Since my first reading which began one late evening, then finished after another very early a.m. stint —I have had ...disturbing dreams. Perverted, unsavory, diminishing dreams. But, I take this better than a sign that I shouldn't read in the small hours, I was evidently effected by Geek City and its saga. So, I consider it a challenge to share this hardly known, easily over-looked writer and his stories. I want to get to the heart of his peculiar darkness, and entice you all to want to go to there too.
I left L.A.. I headed back up into the darkness.The rest stops were full of people with Downs' Syndrome. Whole families, mongoloid parents with many mongoloid children. …The transmission fell out of my Chrysler in Lerdo. I didn’t have any money so I sold the car for scrap. They paid me $40. The bus ticket for San Francisco was $38. …The bus driver got a lot of bad directions. I ended up in downtown Oakland after midnight with an old beat-up suitcase and a black plastic garbage bag full of dirty clothes. I started walking.
Downtown was well lit and empty of everything except ghosts. I walked down to Lake Merritt. The water was absolutely black and the ring of lights around the lake was beautiful. I didn't care that the lake was full of garbage and parts of dead bodies. The lights were on in Children's Fairyland. I put my bags down and looked at the water.
Be assured (or disappointed, whatevs), there is nothing particularly perverted about Geek City Apocalypso, although it is not a typical narrative. The passages feel journalistic, with the anti-hero Frank Grafitto reflecting on the events surrounding him. Voices shout from streets, yells emanate from cars. The reader is brought along for a Hollywood brunch, then dropped off in the Tenderloin. Feints and jabs of storyline come at you, then DING-DING! -everyone back to the corner to rinse, spit and vaseline the cuts. After a few rounds, you get your feet under you. Your eyes adjust to the dim, your ears to the din. You get a feel for the place Pachinko calls "Geek City."

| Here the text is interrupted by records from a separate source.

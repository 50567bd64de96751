pub mod module;
pub mod catalog;

pub use module::{Module, ModuleDifficulty, Widget, ADVANCED_WIDGETS, DEFAULT_DURATION_SECS};
pub use catalog::{JsonDirCatalog, ModuleCatalog, StaticCatalog};
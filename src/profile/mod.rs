pub mod model;

pub use model::{difficulty_level, Difficulty, LearnerProfile, Pace, DEFAULT_STALE_DAYS};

While shit stank and vomit waterfalls are mentioned (each in their place) -there are many more salubrious moments (in praise of a fine local taco or well made gimlet). North Beach, all osso buco spilled wine steep foggy climbs and dank piss crevices, is lauded, reflecting the Beat Generation's own terroir. Pachinko's love of alliteration and onomatopoeia vein the comedic bedrock of GCA. Like SF's own "Zippy the Pinhead," as translated through a noirish-pulp novel, Frank Grafitto winds through the city pointing out the randomness of a fish-stick obsessed child, praising a delicious bowl of pho, registering the yakking off of bubble-headed business men -all and sundry with a giddy discovery of the non-sequitor of reality. His every toast is a random-phrase generator:
Well, here’s hoping the constipated guffle bird of fate doesn’t fly up your ass backwards,’ I toasted.

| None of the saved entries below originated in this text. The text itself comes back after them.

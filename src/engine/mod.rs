//! Orchestration layer. Loads learner state, applies events, runs the
//! selector against the catalog and persists results.
//!
//! Every operation that may write a learner's documents holds that learner's
//! lock from load to save, so concurrent completions for one learner are
//! applied one after another instead of overwriting each other.

pub mod analysis;
pub mod adaptive;

use std::path::Path;
use chrono::Utc;
use crate::config::EngineConfig;
use crate::error::EngineError;
use crate::metrics::{EngineMetrics, MetricsSnapshot};
use crate::modules::{JsonDirCatalog, Module, ModuleCatalog};
use crate::profile::LearnerProfile;
use crate::proficiency::clamp_proficiency;
use crate::selector::{self, LearningPath, Recommendation};
use crate::skills::SkillGraph;
use crate::state::{LearnerCache, LearnerLocks};
use crate::store::{JsonFileStore, LearnerStore, StoreError};

pub use adaptive::{AdaptiveRecommendations, RecommendationContext};
pub use analysis::{
    CompletionAnalysis, CompletionSummary, ComprehensiveAnalysis, Performance, SkillUpdate,
};

pub struct Engine<S, C> {
    store: S,
    catalog: C,
    config: EngineConfig,
    locks: LearnerLocks,
    cache: LearnerCache,
    metrics: EngineMetrics,
}

impl Engine<JsonFileStore, JsonDirCatalog> {
    /// File-backed engine rooted in the configured data directory.
    pub fn from_config(config: EngineConfig) -> Self {
        let store = JsonFileStore::from_config(&config);
        let catalog = JsonDirCatalog::from_config(&config);
        Engine::new(store, catalog, config)
    }

    /// File-backed engine configured from a TOML file at `path`.
    pub fn from_config_file(path: &Path) -> Result<Self, EngineError> {
        let config = EngineConfig::from_file(path)?;
        tracing::info!(path = ?path, "Loaded engine config");
        Ok(Self::from_config(config))
    }
}

impl<S: LearnerStore, C: ModuleCatalog> Engine<S, C> {
    pub fn new(store: S, catalog: C, config: EngineConfig) -> Self {
        let cache = LearnerCache::new(config.learner_cache_capacity);
        Engine {
            store,
            catalog,
            config,
            locks: LearnerLocks::new(),
            cache,
            metrics: EngineMetrics::new(),
        }
    }

    pub fn config(&self) -> &EngineConfig {
        &self.config
    }

    pub fn metrics(&self) -> MetricsSnapshot {
        self.metrics.snapshot()
    }

    pub fn store(&self) -> &S {
        &self.store
    }

    pub fn locks(&self) -> &LearnerLocks {
        &self.locks
    }

    /// The learner's profile, created with zeroed statistics on first access.
    pub async fn get_learner_profile(&self, learner_id: &str) -> Result<LearnerProfile, EngineError> {
        let _guard = self.locks.acquire(learner_id).await;
        self.load_or_create_profile(learner_id).await
    }

    /// The learner's skill tree, seeded with the default curriculum on first access.
    pub async fn get_skill_tree(&self, learner_id: &str) -> Result<SkillGraph, EngineError> {
        let _guard = self.locks.acquire(learner_id).await;
        self.load_or_create_graph(learner_id).await
    }

    /// Track a new skill for the learner. Existing skills are left as they are.
    pub async fn add_skill(
        &self,
        learner_id: &str,
        name: &str,
        prerequisites: &[String],
    ) -> Result<bool, EngineError> {
        let _guard = self.locks.acquire(learner_id).await;
        let mut graph = self.load_or_create_graph(learner_id).await?;
        let inserted = graph.add_skill(name, prerequisites);
        if inserted {
            graph.updated_at = Utc::now();
            self.save_graph(&graph).await?;
        }
        Ok(inserted)
    }

    /// Apply a finished attempt: update the profile, practise every skill the
    /// module exercises when it was completed, and return a fresh analysis.
    pub async fn process_completion(
        &self,
        learner_id: &str,
        module: &Module,
        performance: Performance,
    ) -> Result<CompletionAnalysis, EngineError> {
        let score = clamp_proficiency(performance.score);
        let time_taken = performance.time_taken_seconds.max(0.0);

        let guard = self.locks.acquire(learner_id).await;
        let mut profile = self.load_or_create_profile(learner_id).await?;
        let mut graph = self.load_or_create_graph(learner_id).await?;

        profile.record_interaction(&module.id, performance.completed, time_taken, Some(score));

        let mut skills_updated = Vec::new();
        if performance.completed && !module.skills.is_empty() {
            for skill in &module.skills {
                let before = graph.proficiency(skill).unwrap_or(0.0);
                let after = graph
                    .record_practice_weighted(skill, score, self.config.proficiency_weight)
                    .proficiency;
                skills_updated.push(SkillUpdate { skill: skill.clone(), before, after });
            }
        }

        self.save_profile(&profile).await?;
        if !skills_updated.is_empty() {
            self.save_graph(&graph).await?;
        }
        drop(guard);

        self.metrics.record_completion();
        tracing::info!(
            learner_id = %learner_id,
            module_id = %module.id,
            completed = performance.completed,
            score = score,
            skills_updated = skills_updated.len(),
            "Processed module completion"
        );

        let modules = self.list_modules().await?;
        let ranked = self.rank(&modules, &profile, &graph, analysis::TOP_RECOMMENDATIONS);
        Ok(CompletionAnalysis {
            completion: CompletionSummary {
                module_id: module.id.clone(),
                completed: performance.completed,
                score,
                time_taken_seconds: time_taken,
                skills_updated,
            },
            analysis: ComprehensiveAnalysis::build(&profile, &graph, ranked),
        })
    }

    pub async fn comprehensive_analysis(&self, learner_id: &str) -> Result<ComprehensiveAnalysis, EngineError> {
        let (profile, graph) = self.learner_state(learner_id).await?;
        let modules = self.list_modules().await?;
        let ranked = self.rank(&modules, &profile, &graph, analysis::TOP_RECOMMENDATIONS);
        Ok(ComprehensiveAnalysis::build(&profile, &graph, ranked))
    }

    /// Ranked modules with a positive score, best first, at most `limit`.
    pub async fn recommend(&self, learner_id: &str, limit: usize) -> Result<Vec<Recommendation>, EngineError> {
        let (profile, graph) = self.learner_state(learner_id).await?;
        let modules = self.list_modules().await?;
        let ranked = self.rank(&modules, &profile, &graph, limit);
        self.metrics.record_recommendations(ranked.len());
        Ok(ranked)
    }

    /// Best next module from the top of the ranking, steered by `goal` if given.
    pub async fn select_next(&self, learner_id: &str, goal: Option<&str>) -> Result<Option<Module>, EngineError> {
        let pool = self.recommend(learner_id, self.config.recommendation_pool).await?;
        let chosen = selector::select_next(pool, goal);
        tracing::debug!(
            learner_id = %learner_id,
            goal = ?goal,
            module_id = ?chosen.as_ref().map(|m| m.id.as_str()),
            "Selected next module"
        );
        Ok(chosen)
    }

    pub async fn build_learning_path(
        &self,
        learner_id: &str,
        target_skills: &[String],
        max_modules: usize,
    ) -> Result<LearningPath, EngineError> {
        let (_, graph) = self.learner_state(learner_id).await?;
        let modules = self.list_modules().await?;
        let path = selector::build_learning_path(&graph, &modules, target_skills, max_modules);
        self.metrics.record_learning_path();
        tracing::info!(
            learner_id = %learner_id,
            targets = ?target_skills,
            steps = path.steps.len(),
            uncovered = path.uncovered_skills.len(),
            "Built learning path"
        );
        Ok(path)
    }

    pub async fn adaptive_recommendations(
        &self,
        learner_id: &str,
        context: RecommendationContext,
    ) -> Result<AdaptiveRecommendations, EngineError> {
        let (profile, graph) = self.learner_state(learner_id).await?;
        let modules = self.list_modules().await?;
        let base = self.rank(&modules, &profile, &graph, self.config.recommendation_pool);
        let (recommendations, filters_applied) = adaptive::apply_context(base, &context);
        let suggestions = adaptive::suggestions(&profile, &graph, Utc::now());
        self.metrics.record_recommendations(recommendations.len());

        Ok(AdaptiveRecommendations {
            learner_id: learner_id.to_string(),
            recommendations,
            filters_applied,
            suggestions,
            context,
        })
    }

    /// Reset the learner's statistics if they have been inactive longer than
    /// the configured window. Preferred difficulty survives the reset.
    pub async fn reset_if_stale(&self, learner_id: &str) -> Result<LearnerProfile, EngineError> {
        let _guard = self.locks.acquire(learner_id).await;
        let mut profile = self.load_or_create_profile(learner_id).await?;
        if !profile.is_stale(self.config.stale_after_days) {
            return Ok(profile);
        }
        profile.reset();
        self.save_profile(&profile).await?;
        self.metrics.record_stale_reset();
        tracing::info!(
            learner_id = %learner_id,
            stale_after_days = self.config.stale_after_days,
            "Reset stale learner profile"
        );
        Ok(profile)
    }

    fn rank(&self, modules: &[Module], profile: &LearnerProfile, graph: &SkillGraph, limit: usize) -> Vec<Recommendation> {
        selector::rank(modules, profile, graph, self.config.gap_threshold, limit)
    }

    /// Snapshot of both learner documents, creating them if needed.
    async fn learner_state(&self, learner_id: &str) -> Result<(LearnerProfile, SkillGraph), EngineError> {
        let _guard = self.locks.acquire(learner_id).await;
        let profile = self.load_or_create_profile(learner_id).await?;
        let graph = self.load_or_create_graph(learner_id).await?;
        Ok((profile, graph))
    }

    async fn list_modules(&self) -> Result<Vec<Module>, EngineError> {
        self.catalog
            .list_modules()
            .await
            .map_err(|e| self.storage_failure(e, None))
    }

    // The two loaders below expect the caller to hold the learner's lock.

    async fn load_or_create_profile(&self, learner_id: &str) -> Result<LearnerProfile, EngineError> {
        if let Some(profile) = self.cache.profile(learner_id) {
            self.metrics.record_cache_hit();
            return Ok(profile);
        }
        self.metrics.record_cache_miss();

        let loaded = self
            .store
            .load_profile(learner_id)
            .await
            .map_err(|e| self.storage_failure(e, Some(learner_id)))?;
        match loaded {
            Some(profile) => {
                self.cache.put_profile(profile.clone());
                Ok(profile)
            }
            None => {
                let profile = LearnerProfile::new(learner_id);
                self.save_profile(&profile).await?;
                tracing::info!(learner_id = %learner_id, "Created learner profile");
                Ok(profile)
            }
        }
    }

    async fn load_or_create_graph(&self, learner_id: &str) -> Result<SkillGraph, EngineError> {
        if let Some(graph) = self.cache.graph(learner_id) {
            self.metrics.record_cache_hit();
            return Ok(graph);
        }
        self.metrics.record_cache_miss();

        let loaded = self
            .store
            .load_skill_graph(learner_id)
            .await
            .map_err(|e| self.storage_failure(e, Some(learner_id)))?;
        match loaded {
            Some(graph) => {
                self.cache.put_graph(graph.clone());
                Ok(graph)
            }
            None => {
                let graph = SkillGraph::seeded(learner_id);
                self.save_graph(&graph).await?;
                tracing::info!(
                    learner_id = %learner_id,
                    skills = graph.len(),
                    "Seeded skill tree with default curriculum"
                );
                Ok(graph)
            }
        }
    }

    async fn save_profile(&self, profile: &LearnerProfile) -> Result<(), EngineError> {
        self.store
            .save_profile(profile)
            .await
            .map_err(|e| self.storage_failure(e, Some(&profile.learner_id)))?;
        self.cache.put_profile(profile.clone());
        Ok(())
    }

    async fn save_graph(&self, graph: &SkillGraph) -> Result<(), EngineError> {
        self.store
            .save_skill_graph(graph)
            .await
            .map_err(|e| self.storage_failure(e, Some(&graph.learner_id)))?;
        self.cache.put_graph(graph.clone());
        Ok(())
    }

    fn storage_failure(&self, err: StoreError, learner_id: Option<&str>) -> EngineError {
        self.metrics.record_storage_error();
        tracing::error!(learner_id = ?learner_id, error = %err, "Storage operation failed");
        let err = EngineError::from(err);
        match learner_id {
            Some(id) => err.with_learner(id),
            None => err,
        }
    }
}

Cartoonist Bill Griffith himself described "Zippy's" origins this way: "I was asked to contribute ...to Real Pulp Comics #1... (My) only guideline was to say 'Maybe do some kind of love story, but with really weird people.'"(1) This is how I see Griffith's "Zippy" in lineage with Pachinko's character, interwoven back with Kerouac's "Sal Paradise" and all the rest. As if, "On the Road" becomes a shorter, no less spirited odyssey -with all the kicks and dilemmas playing out between stops on a Muni bus line, each new squat Frank struggles to find, and the next cocktail shared with a new flame. This is a weird love story. And in praising women -Pachinko doesn't soft-soap.
And she wanted to fuck other people, girls, and boys. She had read some book called ‘The Ethical Slut.’ She wanted to be an ‘ethical slut.’ When I was still in New Orleans she had called long distance in the middle of the night to tell me how some English chick she knew had picked her up at an Irish pub, taken her home, fucked her with a silver dildo, then eaten her cunt till she screamed and came all over the woman’s face and ‘Aren’t you proud of me?’ What could I say? I told her I was.

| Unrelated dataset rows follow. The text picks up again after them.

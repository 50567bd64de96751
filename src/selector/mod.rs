pub mod scorer;
pub mod path;

use serde::{Deserialize, Serialize};
use crate::modules::Module;
use crate::profile::LearnerProfile;
use crate::skills::SkillGraph;

pub use path::{build_learning_path, LearningPath, PathStep, DEFAULT_MAX_MODULES};
pub use scorer::{score, ScoreBreakdown, ScoringContext};

#[derive(Debug, Clone, Serialize, Deserialize)]
pub struct Recommendation {
    pub module: Module,
    pub score: f64,
    pub reasoning: String,
    pub breakdown: ScoreBreakdown,
}

/// Score every module, drop non-positive scores and return the best `limit`
/// in descending order. Equal scores keep catalog order.
pub fn rank(
    modules: &[Module],
    profile: &LearnerProfile,
    graph: &SkillGraph,
    gap_threshold: f64,
    limit: usize,
) -> Vec<Recommendation> {
    let ctx = ScoringContext::new(profile, graph, gap_threshold);
    let mut ranked: Vec<Recommendation> = modules
        .iter()
        .filter_map(|module| {
            let breakdown = ctx.breakdown(module);
            if breakdown.total <= 0.0 {
                return None;
            }
            Some(Recommendation {
                module: module.clone(),
                score: breakdown.total,
                reasoning: scorer::reasoning(module, profile, &breakdown),
                breakdown,
            })
        })
        .collect();

    ranked.sort_by(|a, b| b.score.partial_cmp(&a.score).unwrap_or(std::cmp::Ordering::Equal));
    ranked.truncate(limit);

    tracing::debug!(
        learner_id = %profile.learner_id,
        candidates = modules.len(),
        returned = ranked.len(),
        "Ranked modules"
    );
    ranked
}

/// Keep recommendations whose module mentions `goal`. Falls back to the
/// unfiltered list when nothing matches.
pub fn filter_by_goal(recommendations: Vec<Recommendation>, goal: &str) -> Vec<Recommendation> {
    let matching: Vec<Recommendation> = recommendations
        .iter()
        .filter(|r| r.module.mentions(goal))
        .cloned()
        .collect();
    if matching.is_empty() {
        tracing::debug!(goal = %goal, "No recommendation matches goal, keeping all");
        recommendations
    } else {
        matching
    }
}

/// Pick the single best module from a ranked pool, optionally steered by `goal`.
pub fn select_next(pool: Vec<Recommendation>, goal: Option<&str>) -> Option<Module> {
    let pool = match goal {
        Some(goal) if !goal.trim().is_empty() => filter_by_goal(pool, goal.trim()),
        _ => pool,
    };
    pool.into_iter().next().map(|r| r.module)
}
//! Learner persistence boundary.
//!
//! The engine reads a whole profile or skill graph, mutates it in memory and
//! writes it back. Callers of a [`LearnerStore`] are expected to serialize
//! writes per learner; [`crate::state::LearnerLocks`] does that for the engine.

pub mod file;
pub mod memory;

use std::future::Future;
use std::path::PathBuf;
use crate::profile::LearnerProfile;
use crate::skills::SkillGraph;

pub use file::JsonFileStore;
pub use memory::MemoryStore;

#[derive(Debug, thiserror::Error)]
pub enum StoreError {
    #[error("I/O error at {path:?}: {source}")]
    Io {
        path: PathBuf,
        #[source]
        source: std::io::Error,
    },
    #[error("JSON error for {what}: {source}")]
    Json {
        what: String,
        #[source]
        source: serde_json::Error,
    },
    #[error("store backend error: {0}")]
    Backend(String),
}

pub trait LearnerStore: Send + Sync {
    fn load_profile(&self, learner_id: &str)
        -> impl Future<Output = Result<Option<LearnerProfile>, StoreError>> + Send;

    fn save_profile(&self, profile: &LearnerProfile)
        -> impl Future<Output = Result<(), StoreError>> + Send;

    fn load_skill_graph(&self, learner_id: &str)
        -> impl Future<Output = Result<Option<SkillGraph>, StoreError>> + Send;

    fn save_skill_graph(&self, graph: &SkillGraph)
        -> impl Future<Output = Result<(), StoreError>> + Send;
}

If Hubert Selby Jr. (another writer I feel is in Geek City's wheelhouse) described himself as a "scream looking for a mouth," Pachinko is a scream looking for a mouth to kiss; to actually hush the screams, to muffle the roar of rage and rebuke. To fall down to the soft grass of some median in embrace, to grope and clutch and feel, immune to gapes or jeers; to fuck the pain away (as Peaches herself would teach)...
We were in the vortex, electrified, in rhythm, irresistible, in fucking unison, the force field around us white hot with crackling lightning energy. We were about to explode, about to burn down the walls of the flesh prison, the flames were rising, the wooden bed frame was cracking… "Holy shit!" "‘Fuck it,’ she said, ‘If the bed breaks while you’re getting it on you must be doing something right."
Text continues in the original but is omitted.